By the end of 2004, Zorn had composed over 300 new tunes for the “second” Masada songbook. Some of the new tunes were debuted at Tonic in December 2004, as a mini festival. Tzadik has released a series of CDs of these songs played by various ensembles, including the Masada String Trio, Marc Ribot, Koby Israelite, Erik Friedlander and others as the “Masada Book 2: The Book of Angels” collection.
Zorn’s breakthrough recording was 1985’s widely acclaimed The Big Gundown: John Zorn Plays the Music of Ennio Morricone, where Zorn offered radical arrangements of themes from The Big Gundown (1966), Once Upon a Time in the West (1968), A Fistful of Dynamite (1971), and Once Upon a Time in America (1984), that incorporated elements of traditional Japanese music, soul jazz, and other diverse musical genres. The Big Gundown was endorsed by Morricone, who is quoted as saying: “This is a record that has fresh, good and intelligent ideas. It is realization on a high level, a work done by a maestro with great science-fantasy and creativity … Many people have done versions of my pieces, but no one has done them like this”.

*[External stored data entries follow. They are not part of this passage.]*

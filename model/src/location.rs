use std::{fmt, str::FromStr};

use geo::Point;
use serde_with::{DeserializeFromStr, SerializeDisplay};
use thiserror::Error;

#[derive(Copy, Clone, Debug, PartialEq)]
pub struct Location {
    pub lat: f64,
    pub lng: f64,
}

impl Location {
    pub fn new(lat: f64, lng: f64) -> Self {
        Self { lat, lng }
    }

    /// Rounds both axes to six decimal places. Any two locations that round
    /// to the same digits share a key.
    pub fn key(&self) -> GridKey {
        GridKey(format!("{},{}", fixed(self.lat), fixed(self.lng)))
    }

    pub fn point(&self) -> Point {
        Point::new(self.lng, self.lat)
    }
}

fn fixed(x: f64) -> String {
    let s = format!("{x:.6}");
    match s.strip_prefix('-') {
        Some(rest) if rest.bytes().all(|b| b == b'0' || b == b'.') => rest.to_string(),
        _ => s,
    }
}

/// Natural key of a grid point, `"lat,lng"` with six decimals on each side.
#[derive(Clone, Debug, PartialEq, Eq, PartialOrd, Ord, Hash, DeserializeFromStr, SerializeDisplay)]
pub struct GridKey(String);

impl GridKey {
    pub fn as_str(&self) -> &str {
        &self.0
    }
}

impl fmt::Display for GridKey {
    fn fmt(&self, f: &mut fmt::Formatter<'_>) -> fmt::Result {
        f.write_str(&self.0)
    }
}

#[derive(Debug, Error, PartialEq)]
pub enum ParseKeyError {
    #[error("expected \"lat,lng\", got {0:?}")]
    Shape(String),
    #[error("invalid coordinate {0:?}")]
    Number(String),
    #[error("latitude {0} is outside [-90, 90]")]
    Latitude(f64),
    #[error("longitude {0} is outside [-180, 180]")]
    Longitude(f64),
}

impl FromStr for GridKey {
    type Err = ParseKeyError;

    fn from_str(s: &str) -> Result<Self, Self::Err> {
        let (lat, lng) = s
            .split_once(',')
            .ok_or_else(|| ParseKeyError::Shape(s.to_string()))?;
        let coord = |x: &str| -> Result<f64, ParseKeyError> {
            let x = x.trim();
            match x.parse::<f64>() {
                Ok(v) if v.is_finite() => Ok(v),
                _ => Err(ParseKeyError::Number(x.to_string())),
            }
        };
        let (lat, lng) = (coord(lat)?, coord(lng)?);

        if !(-90.0..=90.0).contains(&lat) {
            return Err(ParseKeyError::Latitude(lat));
        }
        if !(-180.0..=180.0).contains(&lng) {
            return Err(ParseKeyError::Longitude(lng));
        }

        Ok(Location::new(lat, lng).key())
    }
}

Zorn followed this with his second major-label release Spillane in 1987, which included performances by Albert Collins and the Kronos Quartet, and the extended title track, one of Zorn’s file-card compositions, which featured text by Arto Lindsay set to an array of sonic film noir references. This method of combining composition and improvisation involved Zorn writing descriptions or ideas on file-cards and arranging them to form the piece. Zorn described the process in 2003: “I write in moments, in disparate sound blocks, so I find it convenient to store these events on filing cards so they can be sorted and ordered with minimum effort. Pacing is essential. If you move too fast, people tend to stop hearing the individual moments as complete in themselves and more as elements of a sort of cloud effect … I worked 10 to 12 hours a day for a week, just orchestrating these file cards. It was an intense process.” Zorn’s file-card method of organizing sound blocks into an overall structure largely depended on the musicians he chose, the way they interpreted what was written on the file cards, and their relationship with Zorn. “I’m not going to sit in some ivory tower and pass my scores down to the players.” said Zorn, “I have to be there with them, and that’s why I started playing saxophone, so that I could meet musicians. I still feel that I have to earn a player’s trust before they can play my music. At the end of the day, I want players to say: this was fun—it was a lot of fucking work, and it’s one of the hardest things I’ve ever done, but it was worth the effort.”
There is much more to John Zorn’s career and I encourage you to check out his music in all its expressions.